*** Begin section ***

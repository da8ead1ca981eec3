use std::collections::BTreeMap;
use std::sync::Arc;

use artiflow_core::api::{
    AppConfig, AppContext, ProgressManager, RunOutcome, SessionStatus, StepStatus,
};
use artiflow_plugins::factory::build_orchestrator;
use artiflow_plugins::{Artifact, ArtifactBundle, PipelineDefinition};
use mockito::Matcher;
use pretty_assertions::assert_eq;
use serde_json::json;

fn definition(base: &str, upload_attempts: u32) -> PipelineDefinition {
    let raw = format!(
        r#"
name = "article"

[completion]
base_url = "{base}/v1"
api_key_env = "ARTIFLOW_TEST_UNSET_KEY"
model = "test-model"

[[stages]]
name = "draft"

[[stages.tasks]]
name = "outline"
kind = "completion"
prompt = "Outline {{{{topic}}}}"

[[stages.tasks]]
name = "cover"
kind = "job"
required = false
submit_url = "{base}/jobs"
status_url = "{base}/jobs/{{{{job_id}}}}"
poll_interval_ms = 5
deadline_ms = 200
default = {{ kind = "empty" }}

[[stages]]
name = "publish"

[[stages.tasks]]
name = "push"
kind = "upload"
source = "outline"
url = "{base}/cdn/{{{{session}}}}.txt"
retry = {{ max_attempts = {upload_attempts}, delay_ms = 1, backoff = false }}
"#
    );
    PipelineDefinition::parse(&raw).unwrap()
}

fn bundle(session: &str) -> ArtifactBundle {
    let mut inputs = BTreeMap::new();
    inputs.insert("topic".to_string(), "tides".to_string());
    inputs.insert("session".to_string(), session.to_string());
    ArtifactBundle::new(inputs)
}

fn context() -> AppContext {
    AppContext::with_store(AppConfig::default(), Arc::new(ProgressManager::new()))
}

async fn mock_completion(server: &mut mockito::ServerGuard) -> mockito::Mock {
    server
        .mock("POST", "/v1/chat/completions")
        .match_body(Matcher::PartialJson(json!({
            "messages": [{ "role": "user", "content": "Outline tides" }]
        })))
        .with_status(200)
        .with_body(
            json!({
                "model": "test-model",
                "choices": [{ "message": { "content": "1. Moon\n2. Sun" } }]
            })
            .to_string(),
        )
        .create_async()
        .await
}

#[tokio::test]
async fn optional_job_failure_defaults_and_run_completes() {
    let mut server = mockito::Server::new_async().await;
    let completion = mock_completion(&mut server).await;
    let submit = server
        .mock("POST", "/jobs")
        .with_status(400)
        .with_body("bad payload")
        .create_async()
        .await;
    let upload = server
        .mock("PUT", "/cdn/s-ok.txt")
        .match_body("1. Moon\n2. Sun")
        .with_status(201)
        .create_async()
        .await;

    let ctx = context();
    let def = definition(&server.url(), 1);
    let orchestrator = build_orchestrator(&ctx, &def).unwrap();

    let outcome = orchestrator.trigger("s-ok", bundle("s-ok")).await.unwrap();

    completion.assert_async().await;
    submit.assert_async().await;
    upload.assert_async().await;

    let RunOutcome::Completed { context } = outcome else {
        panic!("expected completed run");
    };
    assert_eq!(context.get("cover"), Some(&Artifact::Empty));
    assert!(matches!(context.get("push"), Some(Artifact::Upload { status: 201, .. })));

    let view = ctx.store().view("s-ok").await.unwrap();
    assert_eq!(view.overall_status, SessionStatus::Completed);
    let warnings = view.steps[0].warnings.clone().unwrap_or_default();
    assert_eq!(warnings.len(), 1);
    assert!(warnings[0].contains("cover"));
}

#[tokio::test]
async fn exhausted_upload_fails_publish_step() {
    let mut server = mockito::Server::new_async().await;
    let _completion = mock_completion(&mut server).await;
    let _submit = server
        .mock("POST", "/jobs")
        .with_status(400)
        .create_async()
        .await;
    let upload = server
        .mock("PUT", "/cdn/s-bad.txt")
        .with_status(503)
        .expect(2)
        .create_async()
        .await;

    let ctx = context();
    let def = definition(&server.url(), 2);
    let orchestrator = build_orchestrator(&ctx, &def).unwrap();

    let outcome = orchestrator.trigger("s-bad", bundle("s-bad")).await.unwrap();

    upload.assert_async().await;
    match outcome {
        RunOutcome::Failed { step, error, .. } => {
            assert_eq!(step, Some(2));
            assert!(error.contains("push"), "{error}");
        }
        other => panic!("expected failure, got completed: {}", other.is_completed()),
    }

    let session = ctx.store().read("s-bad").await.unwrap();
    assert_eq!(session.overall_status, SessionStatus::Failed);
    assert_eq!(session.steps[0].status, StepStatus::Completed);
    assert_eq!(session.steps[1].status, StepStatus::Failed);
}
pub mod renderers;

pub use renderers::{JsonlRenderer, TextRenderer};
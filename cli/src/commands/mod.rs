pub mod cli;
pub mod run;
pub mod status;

*** End section ***

* [What you need to do] Copy each line from the records above that includes the string "ProgressManager".

* [Expected answer]
    AppConfig, AppContext, ProgressManager, RunOutcome, SessionStatus, StepStatus,
    AppContext::with_store(AppConfig::default(), Arc::new(ProgressManager::new()))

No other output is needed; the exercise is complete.